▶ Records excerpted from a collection
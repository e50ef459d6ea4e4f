//! Soft caps: how correction curves shape attribute investment
//!
//! This example demonstrates:
//! - Evaluating a piecewise-linear correction curve directly
//! - The diminishing returns past each breakpoint
//! - The same curve seen through a calculator as attack power per point

use arcalc::*;
use std::collections::HashMap;

/// A typical attack curve: fast growth to 20, a softer stretch to 60, then
/// a near-flat tail out to 99.
fn attack_curve() -> CorrectionCurve {
    CorrectionCurve::from_pairs([(1, 0.0), (20, 40.0), (60, 85.0), (99, 100.0)]).unwrap()
}

fn ruleset() -> Result<BalanceData, RatingError> {
    let mut curves = HashMap::new();
    curves.insert(CurveId(0), attack_curve());

    let mut corrections = HashMap::new();
    corrections.insert(
        CorrectionId(0),
        CorrectionTable::default().with(
            Attribute::Strength,
            CorrectionEntry {
                curve: CurveId(0),
                multiplier: 100.0,
            },
        ),
    );

    let mut reinforcements = HashMap::new();
    reinforcements.insert(ReinforcementId(0), vec![ReinforcementRow::neutral()]);

    let mut affinities = HashMap::new();
    affinities.insert(
        String::from("Standard"),
        AffinityVariant {
            attack: DamageMap::default().with(DamageType::Physical, 130.0),
            scaling: AttributeMap::default().with(Attribute::Strength, 0.8),
            ..AffinityVariant::default()
        },
    );
    let mut armaments = HashMap::new();
    armaments.insert(
        String::from("Greatsword"),
        ArmamentDefinition {
            name: String::from("Greatsword"),
            affinities,
            ..ArmamentDefinition::default()
        },
    );

    BalanceData::new(armaments, reinforcements, corrections, curves)
}

fn main() -> Result<(), RatingError> {
    let curve = attack_curve();

    println!("Curve breakpoints:");
    for point in curve.points() {
        println!("  {:>3} -> {:>5.1}%", point.breakpoint, point.percentage);
    }

    println!("\nCurve output per attribute value (gain over previous step):");
    let mut previous = curve.evaluate(0);
    for value in (10..=99).step_by(10).chain([99]) {
        let output = curve.evaluate(value as u32);
        println!(
            "  {:>3}: {:>5.1}%  (+{:.1})",
            value,
            output,
            output - previous
        );
        previous = output;
    }

    // The same shape, expressed as physical attack power on a real weapon.
    let data = ruleset()?;
    let calc = ArmamentCalculator::new(&data, "Greatsword", "Standard", 0)?;

    println!("\nGreatsword physical AR by strength:");
    let mut previous_total = 0;
    for strength in [10, 20, 30, 40, 60, 80, 99] {
        let rating = calc.attack_power(&Attributes::new(strength, 0, 0, 0, 0));
        let entry = rating.types[DamageType::Physical];
        println!(
            "  str {:>2}: {:>3}  ({:.1} base +{:.1} scaling, +{} over previous)",
            strength,
            entry.total,
            entry.base,
            entry.scaling,
            entry.total.saturating_sub(previous_total)
        );
        previous_total = entry.total;
    }

    println!("\nPast the final breakpoint the curve clamps; points beyond 99 buy nothing.");

    Ok(())
}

▶ Work instructions
Check each line above for the word "Standard", and copy the lines where it appears.

▶ Output of the task
        String::from("Standard"),
    let calc = ArmamentCalculator::new(&data, "Greatsword", "Standard", 0)?;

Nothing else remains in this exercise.